US officials revealed that bin Laden's Abbottabad compound had been under surveillance for several months.
And it was facial recognition software that identified bin Laden from satellite pictures as he exercised outside in September.
It also emerged that bin Laden was shot twice in the head and once in the stomach during the raid, which was relayed to Washington via a camera on the helmet of a Navy Seal.
When the death was confirmed, Mr Obama said: "We got him."
Bin Laden was shot first in the left eye by a Seal and, according to reports, was shot a second time in the head and then in the chest to make sure he was dead.

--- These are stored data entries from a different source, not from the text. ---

use crate::adapters::LogFile;
use crate::app::ControlService;
use crate::domain::ServiceStatus;
use crate::ports::ControlError;
use axum::body::Bytes;
use axum::extract::{Query, Request, State};
use axum::http::header::{
    HeaderValue, ACCESS_CONTROL_ALLOW_HEADERS, ACCESS_CONTROL_ALLOW_METHODS,
    ACCESS_CONTROL_ALLOW_ORIGIN,
};
use axum::http::{Method, StatusCode};
use axum::middleware::{self, Next};
use axum::response::{IntoResponse, Response};
use axum::routing::{get, post};
use axum::{Json, Router};
use chrono::{DateTime, SecondsFormat, Utc};
use serde::{Deserialize, Serialize};
use serde_json::{json, Value};
use std::sync::Arc;
use tokio::time::Instant;
use tracing::{error, info};

pub const VERSION: &str = env!("CARGO_PKG_VERSION");
pub const DEFAULT_LOG_LINES: usize = 50;
pub const MAX_LOG_LINES: usize = 500;

#[derive(Clone)]
pub struct AppState {
    pub service: Arc<ControlService>,
    pub logs: Arc<LogFile>,
    pub service_name: String,
    pub service_dir: String,
    pub started_at: DateTime<Utc>,
}

pub fn router(state: AppState) -> Router {
    Router::new()
        .route("/", get(index))
        .route("/health", get(health))
        .route("/status", get(status))
        .route("/logs", get(logs))
        .route("/start", post(start))
        .route("/stop", post(stop))
        .route("/restart", post(restart))
        .route("/upgrade", post(upgrade))
        .fallback(not_found)
        .layer(middleware::from_fn(cors))
        .layer(middleware::from_fn(log_request))
        .with_state(state)
}

async fn index(State(state): State<AppState>) -> Json<Value> {
    Json(json!({
        "success": true,
        "name": "Victron DBus API Control Server",
        "version": VERSION,
        "managed_service": state.service_name,
        "endpoints": {
            "GET /": "Control server information",
            "GET /health": "Control server health check",
            "GET /status": "Managed service status",
            "GET /logs": "Recent log entries (optional: ?lines=N)",
            "POST /start": "Start managed service",
            "POST /stop": "Stop managed service",
            "POST /restart": "Restart managed service",
            "POST /upgrade": "Git pull and restart",
        },
    }))
}

async fn health(State(state): State<AppState>) -> Json<Value> {
    Json(json!({
        "success": true,
        "service": "dbus-api-control",
        "version": VERSION,
        "status": "healthy",
        "started_at": state.started_at.to_rfc3339_opts(SecondsFormat::Secs, true),
        "uptime_seconds": (Utc::now() - state.started_at).num_seconds().max(0),
    }))
}

async fn status(State(state): State<AppState>) -> Result<Json<Value>, ApiError> {
    let status = state.service.status().await.map_err(control_error)?;
    let mut body = json!({
        "success": true,
        "service": state.service_name,
        "service_path": state.service_dir,
    });
    merge_status(&mut body, &status);
    Ok(Json(body))
}

#[derive(Debug, Deserialize)]
struct LogsQuery {
    lines: Option<String>,
}

async fn logs(
    State(state): State<AppState>,
    Query(query): Query<LogsQuery>,
) -> Result<Json<Value>, ApiError> {
    let requested = match query.lines {
        Some(raw) => raw.trim().parse::<usize>().map_err(|_| {
            ApiError::invalid("invalid_parameter", format!("Invalid lines value: {raw}"))
        })?,
        None => DEFAULT_LOG_LINES,
    };
    let lines = requested.min(MAX_LOG_LINES);
    let logs = state.logs.tail(lines).await.map_err(control_error)?;
    Ok(Json(json!({
        "success": true,
        "log_path": state.logs.path().display().to_string(),
        "lines_requested": lines,
        "lines_returned": logs.len(),
        "logs": logs,
    })))
}

async fn start(State(state): State<AppState>, body: Bytes) -> Result<Json<Value>, ApiError> {
    let status = state
        .service
        .start(confirmed(&body)?)
        .await
        .map_err(control_error)?;
    Ok(Json(status_response("Start command sent", &status)))
}

async fn stop(State(state): State<AppState>, body: Bytes) -> Result<Json<Value>, ApiError> {
    let status = state
        .service
        .stop(confirmed(&body)?)
        .await
        .map_err(control_error)?;
    Ok(Json(status_response("Stop command sent", &status)))
}

async fn restart(State(state): State<AppState>, body: Bytes) -> Result<Json<Value>, ApiError> {
    let status = state
        .service
        .restart(confirmed(&body)?)
        .await
        .map_err(control_error)?;
    Ok(Json(status_response("Restart completed", &status)))
}

async fn upgrade(State(state): State<AppState>, body: Bytes) -> Result<Json<Value>, ApiError> {
    let report = state
        .service
        .upgrade(confirmed(&body)?)
        .await
        .map_err(control_error)?;
    let mut body = status_response("Upgrade completed", &report.status);
    body["git_output"] = Value::String(report.git_output);
    Ok(Json(body))
}

fn status_response(message: &str, status: &ServiceStatus) -> Value {
    let mut body = json!({ "success": true, "message": message });
    merge_status(&mut body, status);
    body
}

fn merge_status(body: &mut Value, status: &ServiceStatus) {
    body["running"] = json!(status.running);
    body["pid"] = json!(status.pid);
    body["uptime_seconds"] = json!(status.uptime_seconds);
    body["raw_status"] = json!(status.raw);
    if let Some(error) = &status.error {
        body["error"] = json!(error);
    }
}

/// Reads `confirm` from an optional JSON body. Absent body or field means
/// not confirmed; the service decides what that implies.
fn confirmed(body: &Bytes) -> Result<bool, ApiError> {
    if body.is_empty() {
        return Ok(false);
    }
    let value: Value = serde_json::from_slice(body)
        .map_err(|err| ApiError::invalid("invalid_json", format!("Invalid JSON: {err}")))?;
    Ok(value.get("confirm").and_then(Value::as_bool) == Some(true))
}

async fn cors(request: Request, next: Next) -> Response {
    let mut response = if request.method() == Method::OPTIONS {
        StatusCode::NO_CONTENT.into_response()
    } else {
        next.run(request).await
    };
    let headers = response.headers_mut();
    headers.insert(ACCESS_CONTROL_ALLOW_ORIGIN, HeaderValue::from_static("*"));
    headers.insert(
        ACCESS_CONTROL_ALLOW_METHODS,
        HeaderValue::from_static("GET, POST, OPTIONS"),
    );
    headers.insert(
        ACCESS_CONTROL_ALLOW_HEADERS,
        HeaderValue::from_static("Content-Type"),
    );
    response
}

async fn log_request(request: Request, next: Next) -> Response {
    let method = request.method().clone();
    let path = request.uri().path().to_string();
    let started = Instant::now();
    let response = next.run(request).await;
    info!(
        %method,
        %path,
        status = response.status().as_u16(),
        latency_ms = started.elapsed().as_millis() as u64,
        "request"
    );
    response
}

async fn not_found() -> ApiError {
    ApiError::not_found("not_found", "Not found")
}

fn control_error(err: ControlError) -> ApiError {
    match err {
        ControlError::ConfirmationRequired { .. } => {
            ApiError::invalid("confirmation_required", err.to_string())
        }
        ControlError::NotGitRepository => ApiError::invalid("not_git_repository", err.to_string()),
        ControlError::Timeout { .. } => {
            error!(%err, "control command timed out");
            ApiError::internal("command_timeout", err)
        }
        ControlError::Command { .. } => {
            error!(%err, "control command failed");
            ApiError::internal("command_failed", err)
        }
        ControlError::Io { .. } => {
            error!(%err, "control I/O failed");
            ApiError::internal("io_error", err)
        }
    }
}

#[derive(Debug, Serialize)]
struct ErrorBody {
    success: bool,
    code: &'static str,
    error: String,
}

#[derive(Debug)]
struct ApiError {
    status: StatusCode,
    body: ErrorBody,
}

impl ApiError {
    fn invalid(code: &'static str, message: impl Into<String>) -> Self {
        Self {
            status: StatusCode::BAD_REQUEST,
            body: ErrorBody {
                success: false,
                code,
                error: message.into(),
            },
        }
    }

    fn not_found(code: &'static str, message: impl Into<String>) -> Self {
        Self {
            status: StatusCode::NOT_FOUND,
            body: ErrorBody {
                success: false,
                code,
                error: message.into(),
            },
        }
    }

    fn internal(code: &'static str, err: impl Into<anyhow::Error>) -> Self {
        let err = err.into();
        Self {
            status: StatusCode::INTERNAL_SERVER_ERROR,
            body: ErrorBody {
                success: false,
                code,
                error: err.to_string(),
            },
        }
    }
}

impl IntoResponse for ApiError {
    fn into_response(self) -> Response {
        let status = self.status;
        let body = Json(self.body);
        (status, body).into_response()
    }
}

Conflicting reports emerged of whether one of bin Laden's wives was also killed.
US officials first suggested then later denied that she died while being used as a human shield.
In a White House briefing yesterday, US counter-terrorism chief John Brennan said that the US troops could have taken bin Laden alive - but he resisted.
"The concern was that bin Laden would oppose any capture operation," said Mr Brennan.
"Indeed, he did. There was a firefight, he therefore was killed in that firefight.
"He was engaged in a firefight with those that entered the area of the house he was in. Whether or not he got off any rounds I don't know.
"Here is bin Laden, who has been calling for these attacks, living in this million dollar-plus compound ... I think it really just speaks to just how false his narrative has been over the years."
The White House is facing mounting pressure to produce firm evidence that bin Laden is dead.
Officials said the US used multiple means to confirm bin Laden's identity during and after the firefight, before placing his body in the North Arabian Sea from aboard a US aircraft carrier.
The al-Qaeda leader was identified by name by a woman believed to be one of his wives - bin Laden had four - who was present at his Pakistan compound at the time of the American raid.
He was also visually identified by raid squad members, a Pentagon spokesman said.
A DNA match, using DNA from several family members, provided virtual certainty that it was bin Laden's body as well, the spokesman said.
Questions were also being raised over Pakistan's involvement in hiding the al-Qaeda fugitive.
The compound was constructed in 2005 and was near the site of Pakistan's most eminent military academy.
Last night, Pakistan president Asif Ali Zardari denied suggestions his country's security forces had sheltered bin Laden.
Mr Zardari said: "Some in the US press have suggested that Pakistan lacked vitality in its pursuit of terrorism, or worse yet that we were disingenuous and actually protected the terrorists we claimed to be pursuing.
"Such baseless speculation may make exciting cable news, but it doesn't reflect fact."